Simon Riaux | 24 février 2012 - MAJ : 09/03/2021 15:58
Simon Riaux | 24 février 2012 - MAJ : 09/03/2021 15:58

À bien y regarder, la ferveur qui entoure la filmographie d'Andrew Niccol doit autant à l'actuelle pénurie de science-fiction réflexive et subversive, qu'à ses qualités intrinsèques. Bienvenue à Gattaca souffrait d'un académisme plombant, Simone d'un scénario qui n'épousait jamais les thématiques passionnantes qu'il convoquait, et The Truman show péchait en pillant pour considérablement Philip K. Dick, pour finalement l'amoindrir. Toutefois, cette filmographie ambitieuse recelait en son sein d'innombrables ambitions et qualités qu'on rêvait de voir conjuguées au sein d'une même oeuvre. Time Out pourrait bien être la claque que les amateurs de science-fiction attendaient, et espéraient recevoir de la part de ce bon Andrew.

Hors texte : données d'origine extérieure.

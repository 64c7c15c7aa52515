//! Cooperative search budget.
//!
//! The engine calls [`SearchBudget::tick`] once per vertex-selection step, so
//! a caller-supplied deadline or step limit bounds the worst-case factorial
//! search. The step limit is exact; the wall-clock deadline is polled every
//! [`DEADLINE_POLL_INTERVAL`] steps to keep `Instant::now` off the hot path.

use std::time::Instant;

use crate::config::MatchConfig;
use crate::engine::MatchError;

const DEADLINE_POLL_INTERVAL: u64 = 1024;

#[derive(Debug)]
pub(crate) struct SearchBudget {
    deadline: Option<Instant>,
    step_limit: Option<u64>,
    steps: u64,
}

impl SearchBudget {
    pub(crate) fn new(config: &MatchConfig) -> Self {
        Self {
            deadline: config.time_budget.map(|budget| Instant::now() + budget),
            step_limit: config.step_limit,
            steps: 0,
        }
    }

    /// Accounts for one selection step.
    ///
    /// # Errors
    ///
    /// Fails with [`MatchError::Timeout`] once either limit is exceeded.
    pub(crate) fn tick(&mut self) -> Result<(), MatchError> {
        self.steps += 1;

        if self.step_limit.is_some_and(|limit| self.steps > limit) {
            return Err(MatchError::Timeout { steps: self.steps });
        }

        if self.steps % DEADLINE_POLL_INTERVAL == 0
            && self.deadline.is_some_and(|deadline| Instant::now() >= deadline)
        {
            return Err(MatchError::Timeout { steps: self.steps });
        }

        Ok(())
    }

    pub(crate) const fn steps(&self) -> u64 {
        self.steps
    }
}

La force du projet tient dans la pertinence diabolique de son concept, qui fait sienne le célèbre proverbe : time is money, et l'applique à l'univers dépeint avec une malice qui reste suffisamment terre-à-terre pour ne pas se perdre dans les limbes de la théorie verbeuse. Les idées n'ont jamais manqué à Niccol, mais il brille ici par sa capacité à les ancrer dans une réalité qui nous saute littéralement au visage, car son propos épouse parfaitement les contours de la crise qui traverse actuellement le monde occidental. Les parallèles effectués avec notre monde sont éminemment simples, mais d'une acuité et d'une limpidité qui force le respect. Difficile de réprimer le frisson qui vous parcourra l'échine devant le bureau des Time-keepers, entre commissariat, clinique et salle de marché, où ces policiers d'un genre nouveau scrutent le cours du temps, comme d'autres aujourd'hui celui du dollar.

 

photo, Justin Timberlake, Amanda Seyfried

 

Mais si l'intelligence rhétorique de Time Out touche instantanément, c'est qu'elle a pour véhicule un pur objet de cinéma. Son casting est une réussite totale, Timberlake s'impose sans difficulté en jeune premier, Amanda Seyfried est une tornade de séduction décadente, Cillian Murphy prouve une fois encore qu'il peut rendre le plus classique et prévisible des rôles absolument fascinant, quant à Vincent Kartheiser, révélé par Mad Men, il lui suffit d'une partie de poker vertigineuse pour prouver qu'il a bien plus à offrir qu'une gueule de parfait salopard. Cette distribution de première classe évolue dans un univers dont la direction artistique s'inscrit dans la continuité des précédents travaux de Niccol, mais qui parvient enfin à trouver l'ampleur qui lui faisait défaut. Le style rétro-futuriste prend ici tout son sens, et se décline avec assez de finesse pour nous faire accepter des partis pris téméraires (le traitement des transports et des communications), et faire basculer l'ensemble dans l'uchronie plus que la science-fiction.

 

 

photo, Justin Timberlake

 

Cependant, le réalisateur tente parfois d'en raconter un peu trop, quitte à alourdir le rythme de l'ensemble. Ainsi, la sous-intrigue des Minute Men plombe la dynamique du film, ce qui est d'autant plus dommage qu'Alex Pettyfer y prouve enfin qu'il peut (très bien) jouer. On aurait aimé que le metteur en scène amoindrisse ou sacrifie cet arc, pour permettre à son réel sujet et à la crise qu'il expose de prendre toute sa dimension, et de se faire plus extrême que la finalement très attendue (quoique délicieusement iconique) destinée de ses héros. On regrettera ainsi que l'explosion promise par l'intrigue se révèle, à l'image de la confrontation finale, un simple feu d'artifice.

 

 

photo, Justin Timberlake, Amanda Seyfried

 

Quoiqu'il en soit, on aurait tort de se focaliser sur les défauts réels, mais périphériques, de Time out. Car Andrew Niccol parvient ici à mettre en boîte un véritable trip de science-fiction, fin, percutant, et toujours intelligent. Les occasions de pénétrer dans un monde d'une telle cohérence, dont chaque aspect fait instantanément sens, sans jamais amoindrir la narration, sont particulièrement rares. À tel point que lorsque les lumières se rallument, l'envie de plonger à nouveau dans la folie de New Greenwich, et d'en suivre l'inexorable chute, se fait des plus impérieuses.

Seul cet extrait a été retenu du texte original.